//! Guestlog FS - Filesystem primitives and log file path construction

mod local;
mod memory;
mod paths;

pub use local::{current_user, LocalFileOps};
pub use memory::{FsOp, MemoryFileOps};
pub use paths::LogPathBuilder;

use guestlog_core::Result;
use std::path::Path;

/// Low-level filesystem operations the agent depends on.
///
/// Every call that touches the host goes through this trait so ownership and
/// permission handling can be observed in tests.
pub trait FileOps: Send + Sync {
    /// Check whether a path exists
    fn exists(&self, path: &Path) -> Result<bool>;

    /// Create a directory and its parents (no error if it already exists)
    fn create_directory(&self, path: &Path, owner: &str) -> Result<()>;

    /// Write a file, replacing any previous contents
    fn write_file(&self, path: &Path, contents: &[u8]) -> Result<()>;

    /// Change user and group ownership to `owner`
    fn chown(&self, path: &Path, owner: &str) -> Result<()>;

    /// Set permission bits
    fn chmod(&self, path: &Path, mode: u32) -> Result<()>;

    /// Size of a regular file, `None` if it does not exist
    fn file_size(&self, path: &Path) -> Result<Option<u64>>;
}
//! Log discovery backed by the agent configuration

use guestlog_core::{constants, AgentConfig, LogSpec, LogType, Result};
use guestlog_fs::LogPathBuilder;
use guestlog_logs::Discovery;

/// Discovers the agent's own `guest` log plus every configured datastore log.
///
/// Discovering a log establishes its file (directories, ownership, mode).
pub struct ConfigDiscovery {
    config: AgentConfig,
    paths: LogPathBuilder,
    guest_owner: String,
}

impl ConfigDiscovery {
    pub fn new(config: AgentConfig, paths: LogPathBuilder, guest_owner: impl Into<String>) -> Self {
        Self {
            config,
            paths,
            guest_owner: guest_owner.into(),
        }
    }
}

impl Discovery for ConfigDiscovery {
    fn discover(&self, name: &str) -> Result<Option<LogSpec>> {
        if name == constants::GUEST_LOG_NAME {
            let file = self
                .paths
                .build_log_file_name(name, &self.guest_owner, None)?;
            return Ok(Some(LogSpec::new(
                name,
                LogType::Sys,
                file,
                self.guest_owner.clone(),
            )));
        }

        let log = match self.config.log(name) {
            Some(log) => log,
            None => return Ok(None),
        };

        let file = match &log.file {
            Some(file) => self.paths.validate_log_file(file, &log.owner)?,
            None => self.paths.build_log_file_name(
                &log.name,
                &log.owner,
                log.datastore_dir.as_deref(),
            )?,
        };

        Ok(Some(
            LogSpec::new(log.name.clone(), log.log_type, file, log.owner.clone())
                .with_exposed(log.exposed)
                .with_enabled(log.enabled),
        ))
    }

    fn log_names(&self) -> Vec<String> {
        std::iter::once(constants::GUEST_LOG_NAME.to_string())
            .chain(self.config.logs.iter().map(|l| l.name.clone()))
            .collect()
    }
}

□ □ □ □ □

Task brief ▸ Within the listing above, extract exactly the lines from the line with "fn exists(&self, path: &Path)" to the line with "fn chown(&self, path: &Path, owner: &str)", the two named lines included, and no others.

Written answer ▸
    fn exists(&self, path: &Path) -> Result<bool>;

    /// Create a directory and its parents (no error if it already exists)
    fn create_directory(&self, path: &Path, owner: &str) -> Result<()>;

    /// Write a file, replacing any previous contents
    fn write_file(&self, path: &Path, contents: &[u8]) -> Result<()>;

    /// Change user and group ownership to `owner`
    fn chown(&self, path: &Path, owner: &str) -> Result<()>;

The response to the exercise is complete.